* [YOUR INSTRUCTIONS]
Starting at the top of the listing below, copy each line exactly, stopping after the line that contains "the pool size.".

* [TASK INPUT]
● ● ● ● ●
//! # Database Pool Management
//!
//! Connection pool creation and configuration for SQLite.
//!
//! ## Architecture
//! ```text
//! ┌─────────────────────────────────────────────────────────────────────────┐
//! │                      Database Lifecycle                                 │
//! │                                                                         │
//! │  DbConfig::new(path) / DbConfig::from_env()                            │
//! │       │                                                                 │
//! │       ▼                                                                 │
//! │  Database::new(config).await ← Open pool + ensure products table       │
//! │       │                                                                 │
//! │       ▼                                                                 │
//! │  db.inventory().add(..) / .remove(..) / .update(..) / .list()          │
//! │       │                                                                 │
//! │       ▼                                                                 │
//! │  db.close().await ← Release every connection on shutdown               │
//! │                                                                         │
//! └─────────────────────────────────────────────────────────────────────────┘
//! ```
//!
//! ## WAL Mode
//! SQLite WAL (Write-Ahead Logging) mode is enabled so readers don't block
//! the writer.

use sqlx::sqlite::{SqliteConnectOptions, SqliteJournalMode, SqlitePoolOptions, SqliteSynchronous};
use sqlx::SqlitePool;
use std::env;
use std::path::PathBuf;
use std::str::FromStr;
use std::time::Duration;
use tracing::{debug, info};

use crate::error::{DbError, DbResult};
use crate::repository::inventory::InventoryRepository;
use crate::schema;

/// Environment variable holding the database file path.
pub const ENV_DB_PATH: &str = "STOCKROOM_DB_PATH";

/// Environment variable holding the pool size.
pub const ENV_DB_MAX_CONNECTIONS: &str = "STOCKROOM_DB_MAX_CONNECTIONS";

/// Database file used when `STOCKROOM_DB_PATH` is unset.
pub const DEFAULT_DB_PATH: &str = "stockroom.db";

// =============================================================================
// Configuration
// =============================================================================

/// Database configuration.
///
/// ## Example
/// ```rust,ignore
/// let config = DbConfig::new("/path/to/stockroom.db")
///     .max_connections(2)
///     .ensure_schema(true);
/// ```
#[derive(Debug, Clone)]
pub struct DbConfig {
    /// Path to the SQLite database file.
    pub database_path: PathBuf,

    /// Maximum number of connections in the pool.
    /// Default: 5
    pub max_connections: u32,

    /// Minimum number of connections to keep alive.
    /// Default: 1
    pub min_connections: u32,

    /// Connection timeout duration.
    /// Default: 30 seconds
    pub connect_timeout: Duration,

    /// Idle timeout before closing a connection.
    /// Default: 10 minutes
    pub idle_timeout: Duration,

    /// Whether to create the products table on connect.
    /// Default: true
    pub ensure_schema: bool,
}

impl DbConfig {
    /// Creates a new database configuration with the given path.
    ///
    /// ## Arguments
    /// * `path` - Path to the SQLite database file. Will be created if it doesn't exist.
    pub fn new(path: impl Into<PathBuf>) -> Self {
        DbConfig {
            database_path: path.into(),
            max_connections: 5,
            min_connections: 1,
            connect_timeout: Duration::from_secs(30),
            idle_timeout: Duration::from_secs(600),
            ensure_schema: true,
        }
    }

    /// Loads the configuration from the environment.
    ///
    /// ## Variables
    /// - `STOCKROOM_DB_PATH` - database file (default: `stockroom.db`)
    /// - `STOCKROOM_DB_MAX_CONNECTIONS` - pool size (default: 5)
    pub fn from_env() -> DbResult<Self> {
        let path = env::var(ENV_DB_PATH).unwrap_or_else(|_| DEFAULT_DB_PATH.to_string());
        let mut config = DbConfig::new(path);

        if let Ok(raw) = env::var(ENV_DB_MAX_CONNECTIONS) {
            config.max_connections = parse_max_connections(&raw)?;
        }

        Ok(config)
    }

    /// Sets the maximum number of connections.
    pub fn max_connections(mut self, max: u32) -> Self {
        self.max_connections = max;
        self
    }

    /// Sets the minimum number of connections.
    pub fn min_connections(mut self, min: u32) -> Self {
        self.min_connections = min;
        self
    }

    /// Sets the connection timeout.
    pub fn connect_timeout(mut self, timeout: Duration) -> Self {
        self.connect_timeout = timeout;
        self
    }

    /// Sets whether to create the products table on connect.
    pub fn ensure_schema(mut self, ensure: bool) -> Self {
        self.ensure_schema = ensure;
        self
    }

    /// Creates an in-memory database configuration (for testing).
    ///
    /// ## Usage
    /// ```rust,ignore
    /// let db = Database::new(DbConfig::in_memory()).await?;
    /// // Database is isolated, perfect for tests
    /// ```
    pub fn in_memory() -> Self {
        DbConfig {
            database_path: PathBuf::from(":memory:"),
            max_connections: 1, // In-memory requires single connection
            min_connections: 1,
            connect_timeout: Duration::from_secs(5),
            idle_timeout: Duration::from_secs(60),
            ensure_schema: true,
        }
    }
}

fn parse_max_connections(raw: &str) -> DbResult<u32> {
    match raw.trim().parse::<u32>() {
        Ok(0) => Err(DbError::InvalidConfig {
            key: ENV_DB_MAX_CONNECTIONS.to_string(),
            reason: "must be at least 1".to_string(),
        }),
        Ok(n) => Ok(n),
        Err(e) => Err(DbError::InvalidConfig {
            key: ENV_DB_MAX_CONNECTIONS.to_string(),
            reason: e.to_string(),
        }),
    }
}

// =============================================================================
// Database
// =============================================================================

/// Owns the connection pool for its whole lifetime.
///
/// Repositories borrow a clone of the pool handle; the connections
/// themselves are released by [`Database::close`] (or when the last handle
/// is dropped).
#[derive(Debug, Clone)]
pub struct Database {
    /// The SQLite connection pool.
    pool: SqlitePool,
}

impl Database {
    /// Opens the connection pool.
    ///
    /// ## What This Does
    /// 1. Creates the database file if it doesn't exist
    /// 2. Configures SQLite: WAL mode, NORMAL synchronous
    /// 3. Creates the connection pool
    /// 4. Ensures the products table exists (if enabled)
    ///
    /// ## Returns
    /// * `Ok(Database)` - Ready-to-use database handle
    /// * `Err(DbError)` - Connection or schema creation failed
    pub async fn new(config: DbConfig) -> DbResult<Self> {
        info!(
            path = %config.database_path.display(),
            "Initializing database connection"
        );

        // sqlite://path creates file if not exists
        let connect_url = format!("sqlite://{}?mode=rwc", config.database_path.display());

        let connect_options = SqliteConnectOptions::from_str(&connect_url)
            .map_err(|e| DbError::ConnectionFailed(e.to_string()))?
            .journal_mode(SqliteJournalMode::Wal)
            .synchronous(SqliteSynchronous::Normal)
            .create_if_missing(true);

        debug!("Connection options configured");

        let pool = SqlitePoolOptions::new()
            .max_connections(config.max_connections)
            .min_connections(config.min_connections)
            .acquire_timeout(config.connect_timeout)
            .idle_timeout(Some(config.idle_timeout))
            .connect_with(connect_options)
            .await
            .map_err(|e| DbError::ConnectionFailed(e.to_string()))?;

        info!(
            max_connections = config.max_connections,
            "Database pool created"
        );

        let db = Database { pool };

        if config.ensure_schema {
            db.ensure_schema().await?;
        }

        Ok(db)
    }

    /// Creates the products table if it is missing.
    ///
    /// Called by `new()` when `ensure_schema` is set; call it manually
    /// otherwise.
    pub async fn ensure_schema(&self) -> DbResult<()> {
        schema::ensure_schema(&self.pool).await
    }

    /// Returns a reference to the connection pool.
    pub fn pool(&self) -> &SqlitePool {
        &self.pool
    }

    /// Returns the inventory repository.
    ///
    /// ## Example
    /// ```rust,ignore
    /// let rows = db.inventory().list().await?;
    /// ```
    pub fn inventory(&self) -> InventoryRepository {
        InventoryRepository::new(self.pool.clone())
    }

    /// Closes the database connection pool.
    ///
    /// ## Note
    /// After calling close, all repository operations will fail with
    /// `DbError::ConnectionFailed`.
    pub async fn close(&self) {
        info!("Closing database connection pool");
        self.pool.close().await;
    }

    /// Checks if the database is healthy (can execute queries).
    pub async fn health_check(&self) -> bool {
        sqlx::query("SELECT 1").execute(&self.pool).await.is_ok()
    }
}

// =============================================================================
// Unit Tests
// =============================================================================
● ● ● ● ●
* [REPLY TO THE TASK]
//! # Database Pool Management
//!
//! Connection pool creation and configuration for SQLite.
//!
//! ## Architecture
//! ```text
//! ┌─────────────────────────────────────────────────────────────────────────┐
//! │                      Database Lifecycle                                 │
//! │                                                                         │
//! │  DbConfig::new(path) / DbConfig::from_env()                            │
//! │       │                                                                 │
//! │       ▼                                                                 │
//! │  Database::new(config).await ← Open pool + ensure products table       │
//! │       │                                                                 │
//! │       ▼                                                                 │
//! │  db.inventory().add(..) / .remove(..) / .update(..) / .list()          │
//! │       │                                                                 │
//! │       ▼                                                                 │
//! │  db.close().await ← Release every connection on shutdown               │
//! │                                                                         │
//! └─────────────────────────────────────────────────────────────────────────┘
//! ```
//!
//! ## WAL Mode
//! SQLite WAL (Write-Ahead Logging) mode is enabled so readers don't block
//! the writer.

use sqlx::sqlite::{SqliteConnectOptions, SqliteJournalMode, SqlitePoolOptions, SqliteSynchronous};
use sqlx::SqlitePool;
use std::env;
use std::path::PathBuf;
use std::str::FromStr;
use std::time::Duration;
use tracing::{debug, info};

use crate::error::{DbError, DbResult};
use crate::repository::inventory::InventoryRepository;
use crate::schema;

/// Environment variable holding the database file path.
pub const ENV_DB_PATH: &str = "STOCKROOM_DB_PATH";

/// Environment variable holding the pool size.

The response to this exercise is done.